The house I grew up in and bought from my parents when they retired and moved to Michigan, had a 35 X 125 foot lot too! All the other homes, also bungalows, had only 30 foot lots, as ours had a side-driveway, the reason my Dad bought it one year before I was born, all brick, somewhere around $7000!  In Berwyn. 

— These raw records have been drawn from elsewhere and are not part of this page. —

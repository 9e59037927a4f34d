//! # LogWriter: renders lifecycle events through `tracing`
//!
//! ## Example output
//! ```text
//! INFO  connected provider="hosted" connection=1
//! WARN  subscription dropped max_value=180.0 reason="not_connected"
//! WARN  provider lost provider="hosted" connection=1
//! ```

use async_trait::async_trait;
use tracing::{debug, info, warn};

use crate::events::{Event, EventKind};
use crate::subscribers::Subscribe;

/// Event writer subscriber.
#[derive(Default)]
pub struct LogWriter;

impl LogWriter {
    /// Construct a new [`LogWriter`].
    #[must_use]
    pub fn new() -> Self {
        Self
    }
}

#[async_trait]
impl Subscribe for LogWriter {
    async fn on_event(&self, e: &Event) {
        let provider = e.provider.as_deref().unwrap_or("-");
        let reason = e.reason.as_deref().unwrap_or("-");

        match e.kind {
            EventKind::Connecting => debug!(seq = e.seq, "connecting"),
            EventKind::Connected => {
                info!(seq = e.seq, provider, connection = ?e.connection, "connected")
            }
            EventKind::ConnectionFailed => warn!(seq = e.seq, reason, "connection failed"),
            EventKind::Disconnected => {
                info!(seq = e.seq, connection = ?e.connection, "disconnected")
            }
            EventKind::ProviderLost => {
                warn!(seq = e.seq, provider, connection = ?e.connection, "provider lost")
            }
            EventKind::Subscribed => info!(
                seq = e.seq,
                max_value = ?e.max_value,
                generation = ?e.generation,
                "subscribed"
            ),
            EventKind::SubscriptionDropped => {
                warn!(seq = e.seq, max_value = ?e.max_value, reason, "subscription dropped")
            }
            EventKind::Unsubscribed => debug!(seq = e.seq, "unsubscribed"),
            EventKind::GenerationFailed => {
                warn!(seq = e.seq, generation = ?e.generation, reason, "generation failed")
            }
            EventKind::ShutdownRequested => info!(seq = e.seq, "shutdown requested"),
            EventKind::ShutdownComplete => info!(seq = e.seq, "shutdown complete"),
            EventKind::SubscriberOverflow => {
                warn!(seq = e.seq, subscriber = provider, reason, "subscriber overflow")
            }
            EventKind::SubscriberPanicked => {
                warn!(seq = e.seq, subscriber = provider, reason, "subscriber panicked")
            }
        }
    }

    fn name(&self) -> &'static str {
        "log-writer"
    }
}
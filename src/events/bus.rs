//! # Event bus for broadcasting lifecycle events.
//!
//! [`Bus`] wraps [`tokio::sync::broadcast`] so that the connection manager,
//! the coordinator worker and the subscriber workers can publish without blocking.
//!
//! ```text
//! Publishers (many):                   Subscriber (one):
//!   Notifier           ──┐
//!   CoordinatorWorker  ──┼──► Bus ───► fan-out listener ────► SubscriberSet
//!   SubscriberSet      ──┘  (broadcast)  (in Coordinator)
//! ```
//!
//! ## Rules
//! - `publish()` never blocks.
//! - A single ring buffer of `capacity` events is shared by all receivers;
//!   slow receivers observe `RecvError::Lagged(n)`.
//! - Events published while nobody listens are lost.

use tokio::sync::broadcast;

use super::event::Event;

/// Broadcast channel for lifecycle events.
///
/// Cheap to clone (holds an `Arc`-backed sender).
#[derive(Clone, Debug)]
pub struct Bus {
    tx: broadcast::Sender<Event>,
}

impl Bus {
    /// Creates a new bus with the given channel capacity (clamped to at least 1).
    pub fn new(capacity: usize) -> Self {
        let (tx, _rx) = broadcast::channel::<Event>(capacity.max(1));
        Self { tx }
    }

    /// Publishes an event to all active receivers; drops it if there are none.
    pub fn publish(&self, ev: Event) {
        let _ = self.tx.send(ev);
    }

    /// Creates a receiver that observes events sent after this call.
    pub fn subscribe(&self) -> broadcast::Receiver<Event> {
        self.tx.subscribe()
    }
}
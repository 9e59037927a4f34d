//! Command-serializing coordinator: intake, worker, lifecycle and builder.

mod builder;
mod command;
#[allow(clippy::module_inception)]
mod coordinator;
mod notifier;
mod worker;

pub use builder::CoordinatorBuilder;
pub use command::{Command, CommandHandle};
pub use coordinator::SubscriptionCoordinator;
pub use worker::Subscription;
//! Gauge presets: which max value the UI feeds to the coordinator.

/// A gauge face the UI can show.
#[derive(Clone, Copy, Debug, Default, PartialEq, Eq, Hash)]
pub enum Gauge {
    /// Speed in km/h.
    #[default]
    Speedometer,
    /// Engine speed in hundreds of rpm.
    Tachometer,
}

impl Gauge {
    /// Max value of the scale; passed to `on_max_value_changed` when the gauge is shown.
    ///
    /// # Example
    /// ```
    /// use gaugelink::Gauge;
    ///
    /// assert_eq!(Gauge::Speedometer.max_value(), 180.0);
    /// assert_eq!(Gauge::Speedometer.toggle(), Gauge::Tachometer);
    /// ```
    pub fn max_value(self) -> f32 {
        match self {
            Gauge::Speedometer => 180.0,
            Gauge::Tachometer => 80.0,
        }
    }

    /// The other gauge.
    pub fn toggle(self) -> Self {
        match self {
            Gauge::Speedometer => Gauge::Tachometer,
            Gauge::Tachometer => Gauge::Speedometer,
        }
    }

    pub fn label(self) -> &'static str {
        match self {
            Gauge::Speedometer => "speedometer",
            Gauge::Tachometer => "tachometer",
        }
    }
}
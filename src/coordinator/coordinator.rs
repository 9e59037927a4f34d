//! # SubscriptionCoordinator: public entry point of the core.
//!
//! Wires the command worker, the dispatch loop and the event fan-out together
//! and owns their lifecycle.
//!
//! ```text
//! start():
//!   Bus.subscribe() ─► fan-out task ─► SubscriberSet::emit(&Event)
//!   spawn Worker::run(commands)
//!   spawn DispatchLoop::run(cfg.dispatch_interval, scope.child_token())
//!   submit ConnectService
//!
//! stop():
//!   publish ShutdownRequested
//!   cancel + join dispatch loop
//!   submit UnsubscribeDataSource, DisconnectService ─► await completion
//!   close intake ─► worker drains and exits ─► join
//!   publish ShutdownComplete
//!   cancel scope ─► fan-out drains ─► SubscriberSet::shutdown()
//! ```
//!
//! ## Rules
//! - `start()` on a running coordinator is a no-op; after `stop()` it fails with `Closed`.
//! - `stop()` runs once; a second call fails with `Closed`.
//! - Views can be attached and detached at any time, running or not.

use std::sync::Arc;

use parking_lot::Mutex;
use tokio::sync::{broadcast, mpsc};
use tokio::task::JoinHandle;
use tokio_util::sync::CancellationToken;
use tracing::{debug, info, warn};

use crate::config::Config;
use crate::connection::{ConnectionManager, ConnectionState};
use crate::coordinator::worker::{SharedSubscription, Subscription, Worker};
use crate::coordinator::{Command, CommandHandle, CoordinatorBuilder};
use crate::dispatch::{DispatchLoop, DisplaySurface, LastValue, Reading, UiContext, ViewSlot};
use crate::error::CommandQueueError;
use crate::events::{Bus, Event, EventKind};
use crate::subscribers::{Subscribe, SubscriberSet};

pub(crate) struct Pending {
    pub(crate) worker: Worker,
    pub(crate) commands: mpsc::Receiver<Command>,
    pub(crate) subscribers: Vec<Arc<dyn Subscribe>>,
}

struct Running {
    scope: CancellationToken,
    dispatch_token: CancellationToken,
    worker: JoinHandle<()>,
    dispatch: JoinHandle<()>,
    fanout: JoinHandle<()>,
}

enum Lifecycle {
    Ready(Box<Pending>),
    Running(Running),
    Stopped,
}

/// Serializes subscription lifecycle requests and drives value delivery.
pub struct SubscriptionCoordinator {
    cfg: Config,
    bus: Bus,
    intake: CommandHandle,
    lifecycle: Mutex<Lifecycle>,
    view: ViewSlot,
    ui: UiContext,
    last_value: Arc<LastValue>,
    subscription: SharedSubscription,
    connections: ConnectionManager,
}

impl SubscriptionCoordinator {
    /// Returns a builder bound to `cfg` and the UI execution context.
    pub fn builder(cfg: Config, ui: UiContext) -> CoordinatorBuilder {
        CoordinatorBuilder::new(cfg, ui)
    }

    #[allow(clippy::too_many_arguments)]
    pub(crate) fn new_internal(
        cfg: Config,
        bus: Bus,
        intake: CommandHandle,
        pending: Pending,
        view: ViewSlot,
        ui: UiContext,
        last_value: Arc<LastValue>,
        subscription: SharedSubscription,
        connections: ConnectionManager,
    ) -> Self {
        Self {
            cfg,
            bus,
            intake,
            lifecycle: Mutex::new(Lifecycle::Ready(Box::new(pending))),
            view,
            ui,
            last_value,
            subscription,
            connections,
        }
    }

    /// Spawns the worker, the dispatch loop and the event fan-out, then
    /// requests a connection.
    ///
    /// Must be called from within a tokio runtime.
    pub async fn start(&self) -> Result<(), CommandQueueError> {
        {
            let mut lifecycle = self.lifecycle.lock();
            let pending = match std::mem::replace(&mut *lifecycle, Lifecycle::Stopped) {
                Lifecycle::Ready(pending) => pending,
                running @ Lifecycle::Running(_) => {
                    *lifecycle = running;
                    debug!("start ignored: already running");
                    return Ok(());
                }
                Lifecycle::Stopped => return Err(CommandQueueError::Closed),
            };
            *lifecycle = Lifecycle::Running(self.spawn(*pending));
        }

        info!(
            dispatch_interval = ?self.cfg.dispatch_interval_clamped(),
            "coordinator started"
        );
        self.intake.submit(Command::ConnectService).await
    }

    fn spawn(&self, pending: Pending) -> Running {
        let Pending {
            worker,
            commands,
            subscribers,
        } = pending;

        let scope = CancellationToken::new();
        let dispatch_token = scope.child_token();

        let fanout = self.spawn_fanout(subscribers, scope.clone());
        let worker = tokio::spawn(worker.run(commands));
        let dispatch = DispatchLoop::new(
            Arc::clone(&self.last_value),
            self.view.clone(),
            self.ui.clone(),
        );
        let dispatch = tokio::spawn(
            dispatch.run(self.cfg.dispatch_interval_clamped(), dispatch_token.clone()),
        );

        Running {
            scope,
            dispatch_token,
            worker,
            dispatch,
            fanout,
        }
    }

    /// Subscribes to the bus and forwards events to the subscriber set until `scope` is cancelled.
    fn spawn_fanout(
        &self,
        subscribers: Vec<Arc<dyn Subscribe>>,
        scope: CancellationToken,
    ) -> JoinHandle<()> {
        let mut rx = self.bus.subscribe();
        let set = SubscriberSet::new(subscribers, self.bus.clone());

        tokio::spawn(async move {
            loop {
                tokio::select! {
                    biased;
                    ev = rx.recv() => match ev {
                        Ok(ev) => set.emit(&ev),
                        Err(broadcast::error::RecvError::Lagged(skipped)) => {
                            warn!(skipped, "event fan-out lagged");
                        }
                        Err(broadcast::error::RecvError::Closed) => break,
                    },
                    _ = scope.cancelled() => {
                        while let Ok(ev) = rx.try_recv() {
                            set.emit(&ev);
                        }
                        break;
                    }
                }
            }
            set.shutdown().await;
        })
    }

    /// Tears down generation and link, then stops every task.
    ///
    /// ### Errors
    /// `Closed` if the coordinator was already stopped.
    pub async fn stop(&self) -> Result<(), CommandQueueError> {
        let running = {
            let mut lifecycle = self.lifecycle.lock();
            match std::mem::replace(&mut *lifecycle, Lifecycle::Stopped) {
                Lifecycle::Running(running) => running,
                Lifecycle::Ready(_) => {
                    self.intake.close();
                    debug!("coordinator stopped before start");
                    return Ok(());
                }
                Lifecycle::Stopped => return Err(CommandQueueError::Closed),
            }
        };

        self.bus.publish(Event::new(EventKind::ShutdownRequested));

        running.dispatch_token.cancel();
        if let Err(e) = running.dispatch.await {
            warn!(error = %e, "dispatch loop ended abnormally");
        }

        let (disconnect, done) = Command::disconnect();
        let drained = match self.intake.submit(Command::UnsubscribeDataSource).await {
            Ok(()) => self.intake.submit(disconnect).await,
            Err(e) => Err(e),
        };
        match drained {
            Ok(()) => {
                if done.await.is_err() {
                    warn!("worker exited before completing disconnect");
                }
            }
            Err(e) => warn!(error = %e, "could not drain teardown commands"),
        }

        self.intake.close();
        if let Err(e) = running.worker.await {
            warn!(error = %e, "coordinator worker ended abnormally");
        }

        self.bus.publish(Event::new(EventKind::ShutdownComplete));
        info!("coordinator stopped");

        running.scope.cancel();
        let _ = running.fanout.await;
        Ok(())
    }

    /// Requests a subscription with a new max value.
    pub async fn on_max_value_changed(&self, max_value: f32) -> Result<(), CommandQueueError> {
        self.intake
            .submit(Command::SubscribeDataSource { max_value })
            .await
    }

    /// Handle for submitting raw commands.
    pub fn handle(&self) -> CommandHandle {
        self.intake.clone()
    }

    /// Attaches the display surface; returns the one it replaces.
    pub fn attach_view(&self, view: Arc<dyn DisplaySurface>) -> Option<Arc<dyn DisplaySurface>> {
        self.view.attach(view)
    }

    pub fn detach_view(&self) -> Option<Arc<dyn DisplaySurface>> {
        self.view.detach()
    }

    /// Receiver of every lifecycle event published from now on.
    pub fn subscribe_events(&self) -> broadcast::Receiver<Event> {
        self.bus.subscribe()
    }

    /// Current content of the shared value cell.
    pub fn last_value(&self) -> Reading {
        self.last_value.load()
    }

    /// Current subscription, if any; inactive after a failure until resubscribed.
    pub fn subscription(&self) -> Option<Subscription> {
        *self.subscription.read()
    }

    pub fn connection_state(&self) -> ConnectionState {
        self.connections.state()
    }

    pub fn is_running(&self) -> bool {
        matches!(*self.lifecycle.lock(), Lifecycle::Running(_))
    }
}
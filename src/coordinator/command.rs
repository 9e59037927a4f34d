use std::sync::Arc;

use parking_lot::RwLock;
use tokio::sync::{mpsc, oneshot};

use crate::error::CommandQueueError;

/// Lifecycle request processed by the coordinator worker, one at a time.
#[derive(Debug)]
pub enum Command {
    /// Establish the link to the signal source.
    ConnectService,
    /// Start (or replace) the subscription with the given max value.
    SubscribeDataSource { max_value: f32 },
    /// Stop the active subscription; valid in any connection state.
    UnsubscribeDataSource,
    /// Stop generation, drop the link, then fire `done` (always, exactly once).
    DisconnectService { done: oneshot::Sender<()> },
}

impl Command {
    /// Builds a `DisconnectService` command and the receiver of its completion.
    pub fn disconnect() -> (Self, oneshot::Receiver<()>) {
        let (done, rx) = oneshot::channel();
        (Command::DisconnectService { done }, rx)
    }

    /// Returns a short stable label (snake_case) for use in logs.
    pub fn label(&self) -> &'static str {
        match self {
            Command::ConnectService => "connect_service",
            Command::SubscribeDataSource { .. } => "subscribe_data_source",
            Command::UnsubscribeDataSource => "unsubscribe_data_source",
            Command::DisconnectService { .. } => "disconnect_service",
        }
    }
}

/// Handle for submitting commands to a coordinator.
///
/// Every clone shares one intake. Once the intake is closed (coordinator
/// stopped), submission fails with [`CommandQueueError::Closed`].
#[derive(Clone, Debug)]
pub struct CommandHandle {
    intake: Arc<RwLock<Option<mpsc::Sender<Command>>>>,
}

impl CommandHandle {
    pub(crate) fn new(tx: mpsc::Sender<Command>) -> Self {
        Self {
            intake: Arc::new(RwLock::new(Some(tx))),
        }
    }

    fn sender(&self) -> Result<mpsc::Sender<Command>, CommandQueueError> {
        self.intake.read().clone().ok_or(CommandQueueError::Closed)
    }

    /// Submits a command, waiting for queue space.
    pub async fn submit(&self, cmd: Command) -> Result<(), CommandQueueError> {
        self.sender()?
            .send(cmd)
            .await
            .map_err(|_| CommandQueueError::Closed)
    }

    /// Submits without waiting; fails with `Full` when the queue is at capacity.
    pub fn try_submit(&self, cmd: Command) -> Result<(), CommandQueueError> {
        self.sender()?.try_send(cmd).map_err(|e| match e {
            mpsc::error::TrySendError::Full(_) => CommandQueueError::Full,
            mpsc::error::TrySendError::Closed(_) => CommandQueueError::Closed,
        })
    }

    pub fn is_closed(&self) -> bool {
        self.intake.read().as_ref().is_none_or(|tx| tx.is_closed())
    }

    /// Closes the intake. Commands already queued are still processed.
    pub(crate) fn close(&self) {
        self.intake.write().take();
    }
}

#[cfg(test)]
mod tests {
    use super::*;

    #[tokio::test]
    async fn closed_intake_rejects_commands() {
        let (tx, mut rx) = mpsc::channel(1);
        let handle = CommandHandle::new(tx);

        handle.submit(Command::ConnectService).await.expect("open");
        assert_eq!(
            handle.try_submit(Command::UnsubscribeDataSource),
            Err(CommandQueueError::Full)
        );

        handle.close();
        assert!(handle.is_closed());
        assert_eq!(
            handle.submit(Command::ConnectService).await,
            Err(CommandQueueError::Closed)
        );
        assert!(matches!(rx.recv().await, Some(Command::ConnectService)));
        assert!(rx.recv().await.is_none());
    }

    #[test]
    fn labels_are_stable() {
        let (cmd, _rx) = Command::disconnect();
        assert_eq!(cmd.label(), "disconnect_service");
        assert_eq!(
            Command::SubscribeDataSource { max_value: 1.0 }.label(),
            "subscribe_data_source"
        );
    }
}
use tokio::task::JoinHandle;
use tokio_util::sync::CancellationToken;
use tracing::warn;

use crate::error::GenerationError;

/// Handle to one running generation task.
#[derive(Debug)]
pub(crate) struct GenerationHandle {
    pub(crate) id: u64,
    pub(crate) max_value: f32,
    token: CancellationToken,
    join: JoinHandle<Result<(), GenerationError>>,
}

impl GenerationHandle {
    pub(crate) fn new(
        id: u64,
        max_value: f32,
        token: CancellationToken,
        join: JoinHandle<Result<(), GenerationError>>,
    ) -> Self {
        Self {
            id,
            max_value,
            token,
            join,
        }
    }

    /// Cancels the task and waits until it has fully terminated.
    ///
    /// Once this returns the task delivers no further samples.
    pub(crate) async fn cancel_and_join(self) {
        self.token.cancel();
        match self.join.await {
            Ok(_) => {}
            Err(e) if e.is_panic() => {
                warn!(generation = self.id, "generation task panicked");
            }
            Err(_) => {}
        }
    }
}
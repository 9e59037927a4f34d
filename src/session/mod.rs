//! Generation lifecycle: one cancellable task per subscription.

mod handle;
#[allow(clippy::module_inception)]
mod session;

pub(crate) use handle::GenerationHandle;
pub use session::{GenerationFault, SampleListener, SignalSession};
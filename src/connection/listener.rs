use crate::connection::ConnectionHandle;
use crate::error::ConnectError;

/// Why a live link went back to idle.
#[derive(Clone, Copy, Debug, PartialEq, Eq)]
pub enum DisconnectReason {
    /// `disconnect()` was called.
    Requested,
    /// The provider host terminated without being asked to.
    ProviderDied,
}

/// Callbacks invoked by [`ConnectionManager`](crate::ConnectionManager), once per transition.
///
/// Callbacks run on the task that caused the transition and must not block.
pub trait ConnectionListener: Send + Sync + 'static {
    /// `AwaitingCallback → Connected`.
    fn on_connected(&self, handle: &ConnectionHandle);

    /// A started attempt ended without a link (`Unavailable` or `Timeout`).
    fn on_connection_failed(&self, error: ConnectError);

    /// `Connected → Idle`.
    fn on_disconnected(&self, connection: u64, reason: DisconnectReason);
}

Now lemme guess: very close suburb, west: Cicero, not likely, no newer homes there, south, nah, not likely, northwest, Skokie? I'm very bad as a "fisherman"!    imp


----------



## hollydolly (Jul 13, 2015)

Josiah said:


> I offer a picture because it's for sale with a special SF discount.
> 
> View attachment 19340



Can I start the bidding at $1000 dollars


----------



## Ameriscot (Jul 13, 2015)

hollydolly said:


> Can I start the bidding at $1000 dollars



That looks like the house I lived in during junior and high school.


----------



## JustBonee (Jul 13, 2015)

hollydolly said:


> My house is made of brick, and has lots of windows, and has a front door and a back door, and has lawns at the front and back, and has a shed in the garden and a swing seat and tables and chairs, and ..... and have blinds in every room .....
> 
> signed holly aged 6 and 3/4



Cute .... I think we live in the same house ... lol


----------



## NancyNGA (Jul 13, 2015)

My house is a bungalow---two story, upstairs set inside the roof lines, so smaller.  Unfinished basement.  Three bedrooms, 2 baths, a dormer room I use like an office, and 2 useless rooms---dining room, and an add-on from an old porch in the back. Full porch across the front.  It appears in an aerial photograph from 1913. That's all I know about the age.  I'm on the edge of a town just big enough so that it has everything you need, and you can go to the store looking crummy and safely assume you won't meet anyone you know, but not big enough so that traffic is a serious problem.


----------



## hollydolly (Jul 13, 2015)

Bonnie said:


> Cute .... I think we live in the same house ... lol



lol, well can you shut the back door while you're out there, there's a draught coming in


----------



## RadishRose (Jul 13, 2015)

I live in a 2 bedroom 1 and 1/2 bath condo now. previously lived in a 3 bedroom cape cod home with large front and back yards & fireplaces. Before that, apartment or private home. I miss my gardens but enjoy having less housework.


----------



## hollydolly (Jul 13, 2015)

I'd miss my gardens too if I didn't have them Rose, but I wouldn't miss the hard work they create. Sometimes I think I'd like to live in an aprtment but I don't think I could bear having someone live above or below me.. Your livingroom looks pretty tho;..


----------



## Glinda (Jul 13, 2015)

I own a 2 bedroom, 1 bath, 1000 square foot house in San Diego.  It was built in 1940 in the "Craftsman" style.  There is a one car attached garage.  It is white with green trim.  The front yard is planted with low water succulents and cactus (no grass) and is surrounded by a white picket fence.  My pride and joy is my beautiful 20 foot tall plumeria tree by the front porch.  A brick walkway leads from the street sidewalk and from the garage to the front porch which is also brick.  From the living room, we enjoy a nice view through big sliding glass doors of the canyon behind my house.  However, the house is not on the very edge of the canyon.  My back yard is about 20' by 50'.  I have a large flagstone patio with stone steps leading down into the canyon.  My property extends to the bottom of the canyon and part way up the other side.  Some of the trees/vegetation in the canyon are:  Eucalyptus, bamboo, palms, sage, aloe and bougainvillea.  It is most beautiful in spring when the whole canyon is covered with nasturtiums.  It is gratifying that even with the drought (and no help from us), they still bloom.


----------



## imp (Jul 13, 2015)

We have not heard, regrettably, from Red......

imp


----------



## imp (Jul 13, 2015)

Oh, Oh! Ashamed, I "forced her hand". Shame on me! Always had this funny feeling about red-haired women.....frightened me, so I married Blonde, twice. Twice mistaken.....imp


----------



## hollydolly (Jul 14, 2015)

LOL....well I have got to tell the truth here..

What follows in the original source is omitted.